Start of PROVIDED ENTRIES

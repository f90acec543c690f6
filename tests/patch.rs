//! End-to-end tests of the parse / bind / apply pipeline.

use std::path::PathBuf;
use thumbpatch::mask::MaskError;
use thumbpatch::patch::{PatchError, PatchSet};

const CODEBASE: u32 = 0x08004000;

/// A small synthetic firmware image with two unique signatures.
fn firmware() -> Vec<u8> {
    let mut binary = vec![0u8; 0x40];
    binary[0x10..0x18].copy_from_slice(&[0xde, 0xad, 0xbe, 0xef, 0x01, 0x02, 0x03, 0x04]);
    binary[0x20..0x24].copy_from_slice(&[0xca, 0xfe, 0xba, 0xbe]);
    binary
}

fn fixture(name: &str) -> PathBuf {
    PathBuf::from(env!("CARGO_MANIFEST_DIR"))
        .join("tests/data")
        .join(name)
}

#[test]
fn test_bind_then_apply_cross_block_references() {
    let source = "de ad be ef ?4 {\n\
                  \tglobal foo\n\
                  \tBL bar\n\
                  \tDCD bar\n\
                  }\n\
                  ca fe ba be {\n\
                  \tglobal bar\n\
                  \tNOP\n\
                  }\n";
    let mut set = PatchSet::new();
    set.load_str(source, "demo.pbp").unwrap();
    let patched = set.apply(firmware(), CODEBASE, false).unwrap();

    // BL from 0x08004010 to 0x08004020, then the address of bar as a constant.
    assert_eq!(&patched[0x10..0x14], &hex::decode("00f006f8").unwrap()[..]);
    assert_eq!(&patched[0x14..0x18], &hex::decode("20400008").unwrap()[..]);
    // Second block: a NOP over the start of the signature, the rest untouched.
    assert_eq!(&patched[0x20..0x24], &[0x00, 0xbf, 0xba, 0xbe]);
    assert_eq!(patched.len(), 0x40);
}

#[test]
fn test_include_places_blocks_in_library_scope() {
    let mut set = PatchSet::new();
    set.load(&fixture("demo.pbp")).unwrap();
    let patched = set.apply(firmware(), CODEBASE, false).unwrap();

    // The demo block calls the helper defined by the included library file.
    assert_eq!(&patched[0x10..0x14], &hex::decode("00f006f8").unwrap()[..]);
    assert_eq!(&patched[0x14..0x18], &hex::decode("20400008").unwrap()[..]);
    // The library block itself: proc marker is size 0, then NOP and BX LR.
    assert_eq!(&patched[0x20..0x24], &hex::decode("00bf7047").unwrap()[..]);
    assert_eq!(set.library().context().get("helper"), Some(&0x08004020));
}

#[test]
fn test_floating_block_uses_free_ranges() {
    let source = "{\n\
                  \tglobal table\n\
                  \tDCD 0x11223344\n\
                  \tDCW 0x5566\n\
                  }\n\
                  de ad be ef {\n\
                  \tDCD table\n\
                  }\n";
    let mut set = PatchSet::new();
    set.load_str(source, "float.pbp").unwrap();
    set.add_free_range(0x30, 0x40);
    let patched = set.apply(firmware(), CODEBASE, false).unwrap();

    assert_eq!(&patched[0x30..0x36], &hex::decode("443322116655").unwrap()[..]);
    // The anchored block stores the floating block's address.
    assert_eq!(&patched[0x10..0x14], &hex::decode("30400008").unwrap()[..]);
    assert_eq!(patched.len(), 0x40);
}

#[test]
fn test_append_space_grows_binary_and_restores_tail() {
    let source = "{\n\
                  \tDCD 0xaabbccdd\n\
                  }\n";
    let binary = firmware();
    let tail = binary[0x38..].to_vec();
    let mut set = PatchSet::new();
    set.load_str(source, "float.pbp").unwrap();
    set.append_space(&binary, 0x100, 8);
    let patched = set.apply(binary, CODEBASE, false).unwrap();

    // Block written at the old end of file, retained tail reattached after it.
    assert_eq!(patched.len(), 0x44 + 8);
    assert_eq!(&patched[0x40..0x44], &hex::decode("ddccbbaa").unwrap()[..]);
    assert_eq!(&patched[0x44..], &tail[..]);
}

#[test]
fn test_val_reads_original_binary() {
    let source = "de ad be ef {\n\
                  \tval orig\n\
                  \tDCD orig+1\n\
                  }\n";
    let mut set = PatchSet::new();
    set.load_str(source, "val.pbp").unwrap();
    let patched = set.apply(firmware(), CODEBASE, false).unwrap();

    // orig = little-endian word at the match position, plus one.
    assert_eq!(&patched[0x10..0x14], &hex::decode("dfadbeef").unwrap()[..]);
}

#[test]
fn test_mask_not_found() {
    let mut set = PatchSet::new();
    set.load_str("11 22 33 44 55 66 {\n\tNOP\n}\n", "nf.pbp").unwrap();
    match set.apply(firmware(), CODEBASE, false) {
        Err(PatchError::Mask(MaskError::NotFound(_))) => {}
        other => panic!("expected MaskNotFound, got {other:?}"),
    }
}

#[test]
fn test_ambiguous_mask() {
    let mut binary = firmware();
    // Duplicate the signature so the mask matches twice.
    binary[0x30..0x34].copy_from_slice(&[0xde, 0xad, 0xbe, 0xef]);
    let mut set = PatchSet::new();
    set.load_str("de ad be ef {\n\tNOP\n}\n", "amb.pbp").unwrap();
    match set.apply(binary, CODEBASE, false) {
        Err(PatchError::Mask(MaskError::Ambiguous { count: 2, .. })) => {}
        other => panic!("expected AmbiguousMask, got {other:?}"),
    }
}

#[test]
fn test_block_overflow_and_ignore_length() {
    let source = "ca fe ba be {\n\
                  \tDCD 0x11111111\n\
                  \tDCW 0x2222\n\
                  }\n";
    let mut set = PatchSet::new();
    set.load_str(source, "ovf.pbp").unwrap();
    match set.apply(firmware(), CODEBASE, false) {
        Err(PatchError::BlockOverflow { code: 6, mask: 4, .. }) => {}
        other => panic!("expected BlockOverflow, got {other:?}"),
    }

    let mut set = PatchSet::new();
    set.load_str(source, "ovf.pbp").unwrap();
    let patched = set.apply(firmware(), CODEBASE, true).unwrap();
    assert_eq!(&patched[0x20..0x26], &hex::decode("111111112222").unwrap()[..]);
}

#[test]
fn test_duplicate_global_symbol() {
    let source = "de ad be ef {\n\
                  \tglobal twice\n\
                  }\n\
                  ca fe ba be {\n\
                  \tglobal twice\n\
                  }\n";
    let mut set = PatchSet::new();
    set.load_str(source, "dup.pbp").unwrap();
    match set.apply(firmware(), CODEBASE, false) {
        Err(PatchError::DuplicateSymbol { scope: "patch", .. }) => {}
        other => panic!("expected DuplicateSymbol, got {other:?}"),
    }
}

#[test]
fn test_unresolved_label_is_an_encode_error() {
    let mut set = PatchSet::new();
    set.load_str("de ad be ef {\n\tBL nowhere\n}\n", "lbl.pbp").unwrap();
    match set.apply(firmware(), CODEBASE, false) {
        Err(PatchError::Encode { .. }) => {}
        other => panic!("expected an encode error, got {other:?}"),
    }
}

#[test]
fn test_conditional_compilation_switches_blocks() {
    let source = "#ifdef WIDE\n\
                  de ad be ef {\n\
                  \tDCW 0x1111\n\
                  }\n\
                  #else\n\
                  de ad be ef {\n\
                  \tDCW 0x2222\n\
                  }\n\
                  #endif\n";
    let mut plain = PatchSet::new();
    plain.load_str(source, "cond.pbp").unwrap();
    let patched = plain.apply(firmware(), CODEBASE, false).unwrap();
    assert_eq!(&patched[0x10..0x12], &hex::decode("2222").unwrap()[..]);

    let mut wide = PatchSet::new();
    wide.define("WIDE", None);
    wide.load_str(source, "cond.pbp").unwrap();
    let patched = wide.apply(firmware(), CODEBASE, false).unwrap();
    assert_eq!(&patched[0x10..0x12], &hex::decode("1111").unwrap()[..]);
}

#[test]
fn test_two_passes_produce_identical_output() {
    let run = || {
        let mut set = PatchSet::new();
        set.load(&fixture("demo.pbp")).unwrap();
        set.apply(firmware(), CODEBASE, false).unwrap()
    };
    assert_eq!(run(), run());
}

#[test]
fn test_local_labels_shadow_per_block() {
    // Each block has its own "loop", branching to its own copy.
    let source = "de ad be ef {\n\
                  loop:\n\
                  \tB loop\n\
                  }\n\
                  ca fe ba be {\n\
                  loop:\n\
                  \tNOP\n\
                  \tB loop\n\
                  }\n";
    let mut set = PatchSet::new();
    set.load_str(source, "loc.pbp").unwrap();
    let patched = set.apply(firmware(), CODEBASE, false).unwrap();
    assert_eq!(&patched[0x10..0x12], &hex::decode("fee7").unwrap()[..]);
    // Second block: NOP then a branch back over it.
    assert_eq!(&patched[0x20..0x24], &hex::decode("00bffde7").unwrap()[..]);
}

End of PROVIDED ENTRIES

◆ **DESCRIPTION OF THE TASK**: Count up the lines in the entries above where the word "tests" appears, and give the figure with nothing added.

◆ **OUTPUT BELOW**: 3